Scientific classification
- Kingdom: Plantae
- Clade: Tracheophytes
- Clade: Angiosperms
- Clade: Eudicots
- Order: Caryophyllales
- Family: Aizoaceae
- Genus: Sesuvium
- Species: S. verrucosum
- Binomial name: Sesuvium verrucosum Raf.
- Synonyms: Sesuvium erectum Correll ; Sesuvium sessile Larrañaga ;

= Sesuvium verrucosum =

- Genus: Sesuvium
- Species: verrucosum
- Authority: Raf.

Succulent plant species in the fig-marigold family

Sesuvium verrucosum is a species of flowering plant in the family Aizoaceae known by the common names western sea-purslane and verrucose sea-purslane.

It is a perennial herb producing many branching prostrate stems up to 1 m long, forming a mat up to 2 m tall and wide.

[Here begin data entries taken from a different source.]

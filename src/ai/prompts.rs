use crate::timestamps;
use crate::types::ModelOption;
use time::OffsetDateTime;

const SYSTEM_PROMPT: &str = "You are PairD, a large language model based on {model}.
Knowledge cutoff: 2024-6
Current date: {current_date}

Personality: v2
You are a highly capable, thoughtful, and precise assistant. Your goal is to deeply understand the user's intent, ask clarifying questions when needed, think step-by-step through complex problems, provide clear and accurate answers, and proactively anticipate helpful follow-up information. Always prioritize being truthful, nuanced, insightful, and efficient, tailoring your responses specifically to the user's needs and preferences.";

/// System instruction for `model` on the day of `now`.
pub fn system_prompt(model: ModelOption, now: OffsetDateTime) -> String {
    SYSTEM_PROMPT
        .replace("{model}", model.deployment())
        .replace("{current_date}", &timestamps::prompt_date(now))
}

#[cfg(test)]
mod tests {
    use super::*;
    use time::macros::datetime;

    #[test]
    fn substitutes_model_and_date() {
        let prompt = system_prompt(ModelOption::Gpt41, datetime!(2025-06-30 23:59:00 UTC));
        assert!(prompt.starts_with("You are PairD, a large language model based on gpt-4.1."));
        assert!(prompt.contains("Current date: 2025-06-30\n"));
        assert!(!prompt.contains('{'));
    }
}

The gray-green herbage is verrucose, covered densely in crystalline bumps. The stems are lined with leaves of varying shapes which measure up to 4 cm long. The flowers, about 1 cm across, occur in the leaf axils. They have no petals, but the five, pointed sepals are generally bright pink to reddish or orange in color with a thick, verrucose outer surface. At the centre of the flower is a ring of stamens around the central ovary. The fruit is a capsule about 50 cm long, containing many seeds.

It is native to the Americas, where it can be found in the southwestern United States plus Kansas and Missouri, Mexico, and parts of South America. It grows in many types of saline and alkaline habitat types on the coast and inland, including salt marshes and other saline wetlands, alkali flats, and drying desert washes.